In one of the most extreme examples, the State University of New York at Albany moved in 2010 to ax its French, Italian, Russian and classics programs. That left the institution looking like a glorified vocational school for engineers and research scientists.
But the issues swirling around Katehi, a Greek-born engineer, have exposed the same rift within UC Davis, where members of the science and engineering faculties defend her as an effective supporter of diversity in science and technical education, and members of the humanities faculty tend to see her as an avatar of the “privatization of the public university,” as three dozen humanities faculty members put it in a letter to the Davis Enterprise newspaper.
These developments, however, are based on fundamental misconceptions of the purpose and the economics of higher education.
For most of the post-World War II period, it was well understood that universities, whether public or private, operated under a model distinct from business. That began to shift in the 1980s and 1990s as American culture became fixated on the virtues of private enterprise, says Christopher Newfield, a literature professor at UC Santa Barbara and a leading critic of the corporatization of academia.

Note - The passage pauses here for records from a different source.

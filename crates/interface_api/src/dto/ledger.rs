//! Ledger DTOs

use chrono::{DateTime, Utc};
use serde::{Deserialize, Serialize};

use domain_export::{ExportFailure, ExportSuccess, ReconciliationReport, SchedulerState, SyncTrigger};
use infra_ledger::ConnectionStatus;

#[derive(Debug, Serialize)]
pub struct ExportResponse {
    pub message: String,
    pub run_id: String,
    pub trigger: SyncTrigger,
    pub started_at: DateTime<Utc>,
    pub finished_at: DateTime<Utc>,
    pub exported_expenses: usize,
    pub successes: Vec<ExportSuccess>,
    pub failures: Vec<ExportFailure>,
    pub reauthorization_required: bool,
    pub cancelled: bool,
}

impl From<ReconciliationReport> for ExportResponse {
    fn from(report: ReconciliationReport) -> Self {
        Self {
            message: report.message(),
            run_id: report.run_id.to_string(),
            trigger: report.trigger,
            started_at: report.started_at,
            finished_at: report.finished_at,
            exported_expenses: report.exported_count(),
            reauthorization_required: report.requires_reauthorization(),
            cancelled: report.cancelled,
            successes: report.successes,
            failures: report.failures,
        }
    }
}

#[derive(Debug, Serialize)]
pub struct AuthUrlResponse {
    pub url: String,
}

/// Query string of the OAuth redirect
#[derive(Debug, Default, Deserialize)]
pub struct CallbackParams {
    pub code: Option<String>,
    pub state: Option<String>,
    #[serde(rename = "realmId")]
    pub realm_id: Option<String>,
    pub error: Option<String>,
    pub error_description: Option<String>,
}

#[derive(Debug, Serialize)]
pub struct CallbackResponse {
    pub connected: bool,
    pub realm_id: Option<String>,
}

#[derive(Debug, Serialize)]
pub struct SyncStatus {
    pub state: SchedulerState,
    pub interval_secs: u64,
}

#[derive(Debug, Serialize)]
pub struct LedgerStatusResponse {
    pub ledger: ConnectionStatus,
    pub sync: SyncStatus,
}
//! API configuration
//!
//! Every field can be set from an `API_`-prefixed environment variable,
//! e.g. `API_PORT=9000` or `API_LEDGER_CLIENT_ID=...`; unset fields keep
//! their defaults.

use rust_decimal::Decimal;
use rust_decimal_macros::dec;
use serde::Deserialize;
use std::time::Duration;

use domain_expense::{ApprovalConfig, EmptyTeamPolicy, PolicyConfig};
use domain_export::{ReconcilerConfig, DEFAULT_SYNC_INTERVAL};
use infra_ledger::{LedgerConfig, LedgerEnvironment};

/// API configuration
#[derive(Debug, Clone, Deserialize)]
#[serde(default)]
pub struct ApiConfig {
    /// Server host
    pub host: String,
    /// Server port
    pub port: u16,
    /// JWT secret for authentication
    pub jwt_secret: String,
    /// JWT expiration in seconds
    pub jwt_expiration_secs: u64,
    /// Database URL
    pub database_url: String,
    /// Log level
    pub log_level: String,
    /// Amounts strictly above this are flagged on submission
    pub policy_max_amount: Decimal,
    /// What a manager without declared reports sees in the pending list
    pub empty_team_policy: EmptyTeamPolicy,
    /// Seconds between background reconciliation passes
    pub sync_interval_secs: u64,
    /// Upper bound on a single ledger write, in seconds
    pub ledger_write_timeout_secs: u64,
    pub ledger_client_id: String,
    pub ledger_client_secret: String,
    pub ledger_redirect_uri: String,
    /// `sandbox` or `production`
    pub ledger_environment: String,
    /// Overrides the environment's API base URL
    pub ledger_api_base_url: Option<String>,
    /// Where OAuth tokens are persisted
    pub ledger_token_path: String,
}

impl Default for ApiConfig {
    fn default() -> Self {
        Self {
            host: "0.0.0.0".to_string(),
            port: 8080,
            jwt_secret: "change-me-in-production".to_string(),
            jwt_expiration_secs: 3600,
            database_url: "postgres://localhost/expenses".to_string(),
            log_level: "info".to_string(),
            policy_max_amount: dec!(1000),
            empty_team_policy: EmptyTeamPolicy::default(),
            sync_interval_secs: DEFAULT_SYNC_INTERVAL.as_secs(),
            ledger_write_timeout_secs: 30,
            ledger_client_id: String::new(),
            ledger_client_secret: String::new(),
            ledger_redirect_uri: "http://localhost:8080/ledger/callback".to_string(),
            ledger_environment: "sandbox".to_string(),
            ledger_api_base_url: None,
            ledger_token_path: "data/ledger_tokens.json".to_string(),
        }
    }
}

impl ApiConfig {
    /// Loads configuration from environment
    pub fn from_env() -> Result<Self, config::ConfigError> {
        config::Config::builder()
            .add_source(config::Environment::with_prefix("API"))
            .build()?
            .try_deserialize()
    }

    /// Returns the server address
    pub fn server_addr(&self) -> String {
        format!("{}:{}", self.host, self.port)
    }

    pub fn policy_config(&self) -> PolicyConfig {
        PolicyConfig {
            max_amount: self.policy_max_amount,
        }
    }

    pub fn approval_config(&self) -> ApprovalConfig {
        ApprovalConfig {
            empty_team_policy: self.empty_team_policy,
        }
    }

    pub fn reconciler_config(&self) -> ReconcilerConfig {
        ReconcilerConfig {
            write_timeout: Duration::from_secs(self.ledger_write_timeout_secs),
        }
    }

    pub fn sync_interval(&self) -> Duration {
        Duration::from_secs(self.sync_interval_secs.max(1))
    }

    /// Builds the ledger adapter configuration
    pub fn ledger_config(&self) -> Result<LedgerConfig, config::ConfigError> {
        let environment = self
            .ledger_environment
            .parse::<LedgerEnvironment>()
            .map_err(config::ConfigError::Message)?;

        Ok(LedgerConfig {
            client_id: self.ledger_client_id.clone(),
            client_secret: self.ledger_client_secret.clone(),
            redirect_uri: self.ledger_redirect_uri.clone(),
            environment,
            request_timeout: Duration::from_secs(self.ledger_write_timeout_secs),
            api_base_url: self.ledger_api_base_url.clone(),
            ..LedgerConfig::default()
        })
    }
}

“Until then, the private sector wasn’t the model for the public sector,” Newfield told me. “But the prestige of the private sector now requires imitation by the public sector. It’s almost as if we’re intimidated.”

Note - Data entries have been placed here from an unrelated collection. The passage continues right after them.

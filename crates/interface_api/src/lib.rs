//! HTTP API Layer
//!
//! This crate provides the REST API for the expense workflow using Axum.
//!
//! # Architecture
//!
//! - **Handlers**: submission, approval, ledger export and connection
//! - **Middleware**: Authentication, tracing, audit logging
//! - **DTOs**: Request/Response data transfer objects
//! - **Error Handling**: Consistent error responses
//!
//! # Example
//!
//! ```rust,ignore
//! use interface_api::create_router;
//!
//! let app = create_router(state);
//! axum::serve(listener, app).await?;
//! ```

pub mod config;
pub mod error;
pub mod middleware;
pub mod handlers;
pub mod dto;
pub mod auth;

use std::sync::Arc;

use axum::{
    middleware as axum_middleware,
    routing::{get, post},
    Router,
};
use tower_http::cors::{Any, CorsLayer};
use tower_http::trace::TraceLayer;

use domain_expense::{ApprovalAuthority, ExpenseService, ExpenseStore, UserDirectory};
use domain_export::SyncScheduler;
use infra_ledger::QuickBooksLedgerClient;

use crate::config::ApiConfig;
use crate::handlers::{approvals, expenses, health, ledger};
use crate::middleware::{audit_middleware, auth_middleware};

/// Application state shared across handlers
#[derive(Clone)]
pub struct AppState {
    pub config: Arc<ApiConfig>,
    pub store: Arc<dyn ExpenseStore>,
    pub users: Arc<dyn UserDirectory>,
    pub expenses: Arc<ExpenseService>,
    pub approvals: Arc<ApprovalAuthority>,
    pub scheduler: Arc<SyncScheduler>,
    pub ledger: Arc<QuickBooksLedgerClient>,
}

/// Creates the main API router
pub fn create_router(state: AppState) -> Router {
    // Public routes (no auth required)
    let public_routes = Router::new()
        .route("/health", get(health::health_check))
        .route("/health/ready", get(health::readiness_check))
        .route("/ledger/callback", get(ledger::callback));

    let expense_routes = Router::new()
        .route("/", post(expenses::submit_expense).get(expenses::list_my_expenses))
        .route(
            "/:id",
            get(expenses::get_expense)
                .patch(expenses::revise_expense)
                .delete(expenses::delete_expense),
        );

    let approval_routes = Router::new()
        .route("/pending", get(approvals::list_pending))
        .route("/:id/approve", post(approvals::approve))
        .route("/:id/reject", post(approvals::reject));

    let ledger_routes = Router::new()
        .route("/export", post(ledger::export))
        .route("/auth-url", get(ledger::auth_url))
        .route("/status", get(ledger::status));

    // Protected API routes
    let api_routes = Router::new()
        .nest("/expenses", expense_routes)
        .nest("/approvals", approval_routes)
        .nest("/ledger", ledger_routes)
        .layer(axum_middleware::from_fn(audit_middleware))
        .layer(axum_middleware::from_fn_with_state(state.clone(), auth_middleware));

    Router::new()
        .merge(public_routes)
        .nest("/api/v1", api_routes)
        .layer(TraceLayer::new_for_http())
        .layer(
            CorsLayer::new()
                .allow_origin(Any)
                .allow_methods(Any)
                .allow_headers(Any),
        )
        .with_state(state)
}
//! Expense DTOs

use chrono::{DateTime, NaiveDate, Utc};
use rust_decimal::Decimal;
use serde::{Deserialize, Serialize};
use uuid::Uuid;
use validator::Validate;

use domain_expense::{Expense, ExpenseCategory, ExternalSignals, ReceiptRef, User};

/// Receipt metadata; the bytes live with the file storage service
#[derive(Debug, Clone, Serialize, Deserialize, Validate)]
pub struct ReceiptDto {
    #[validate(length(min = 1))]
    pub storage_key: String,
    #[validate(length(min = 1, max = 255))]
    pub file_name: String,
    #[validate(length(min = 1))]
    pub content_type: String,
}

impl From<ReceiptDto> for ReceiptRef {
    fn from(dto: ReceiptDto) -> Self {
        ReceiptRef {
            storage_key: dto.storage_key,
            file_name: dto.file_name,
            content_type: dto.content_type,
        }
    }
}

#[derive(Debug, Deserialize, Validate)]
pub struct SubmitExpenseRequest {
    #[validate(length(min = 1, max = 500))]
    pub description: String,
    pub amount: Decimal,
    pub category: ExpenseCategory,
    pub expense_date: NaiveDate,
    #[validate(length(max = 2000))]
    pub notes: Option<String>,
    #[validate(nested)]
    pub receipt: Option<ReceiptDto>,
    /// Output of receipt analysis, if it ran
    #[serde(default)]
    pub signals: ExternalSignals,
}

#[derive(Debug, Default, Deserialize, Validate)]
pub struct ReviseExpenseRequest {
    #[validate(length(min = 1, max = 500))]
    pub description: Option<String>,
    pub amount: Option<Decimal>,
    pub category: Option<ExpenseCategory>,
    pub expense_date: Option<NaiveDate>,
    #[validate(nested)]
    pub receipt: Option<ReceiptDto>,
    pub signals: Option<ExternalSignals>,
}

#[derive(Debug, Default, Deserialize)]
pub struct ApproveRequest {
    #[serde(default)]
    pub notes: Option<String>,
}

#[derive(Debug, Deserialize, Validate)]
pub struct RejectRequest {
    #[validate(length(min = 1, max = 2000, message = "A rejection reason is required"))]
    pub notes: String,
}

/// Who submitted an expense
#[derive(Debug, Serialize)]
pub struct ClaimantSummary {
    pub id: Uuid,
    pub name: String,
    pub email: String,
    pub department: Option<String>,
}

impl From<&User> for ClaimantSummary {
    fn from(user: &User) -> Self {
        Self {
            id: *user.id.as_uuid(),
            name: user.display_name().to_string(),
            email: user.email.clone(),
            department: user.department.clone(),
        }
    }
}

#[derive(Debug, Serialize)]
pub struct ReceiptSummary {
    pub file_name: String,
    pub content_type: String,
}

#[derive(Debug, Serialize)]
pub struct ExpenseResponse {
    pub id: Uuid,
    pub claimant_id: Uuid,
    #[serde(skip_serializing_if = "Option::is_none")]
    pub claimant: Option<ClaimantSummary>,
    pub description: String,
    pub amount: Decimal,
    pub category: ExpenseCategory,
    pub expense_date: NaiveDate,
    pub status: String,
    pub policy_violations: Vec<String>,
    pub approver_id: Option<Uuid>,
    pub approval_timestamp: Option<DateTime<Utc>>,
    pub notes: Option<String>,
    pub exported_to_ledger: bool,
    pub ledger_record_id: Option<String>,
    pub has_receipt: bool,
    #[serde(skip_serializing_if = "Option::is_none")]
    pub receipt: Option<ReceiptSummary>,
    pub created_at: DateTime<Utc>,
    pub updated_at: DateTime<Utc>,
}

impl ExpenseResponse {
    pub fn with_claimant(mut self, claimant: Option<&User>) -> Self {
        self.claimant = claimant.map(ClaimantSummary::from);
        self
    }

    /// Keeps only `has_receipt`; review queues do not expose receipt metadata
    pub fn without_receipt_details(mut self) -> Self {
        self.receipt = None;
        self
    }
}

impl From<Expense> for ExpenseResponse {
    fn from(expense: Expense) -> Self {
        Self {
            id: *expense.id.as_uuid(),
            claimant_id: *expense.claimant_id.as_uuid(),
            claimant: None,
            has_receipt: expense.has_receipt(),
            receipt: expense.receipt.map(|r| ReceiptSummary {
                file_name: r.file_name,
                content_type: r.content_type,
            }),
            description: expense.description,
            amount: expense.amount.value(),
            category: expense.category,
            expense_date: expense.expense_date,
            status: expense.status.to_string(),
            policy_violations: expense.policy_violations,
            approver_id: expense.approver_id.map(|id| *id.as_uuid()),
            approval_timestamp: expense.approval_timestamp,
            notes: expense.notes,
            exported_to_ledger: expense.exported_to_ledger,
            ledger_record_id: expense.ledger_record_id,
            created_at: expense.created_at,
            updated_at: expense.updated_at,
        }
    }
}

#[derive(Debug, Serialize)]
pub struct DeletedResponse {
    pub id: Uuid,
    pub deleted: bool,
}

The corporatization of higher education is destroying it, high paid administrator by high paid administrator, exploited adjunct by exploited adjunct. For years, people have said that universities should be run like a business, as if that would be a good thing. And now they are run like businesses. Therefore, resources are concentrated at the top, dissent from mere employees like professors is not tolerated, students pay more and more to be taught by overwhelmed and tenuously employed professors, and dictates from the top tell universities to train students for precisely the jobs state corporate leaders want to hire in right this minute as opposed to training them to be flexible members of the workforce and society for the next half-century. It’s a disaster and it gets worse every year.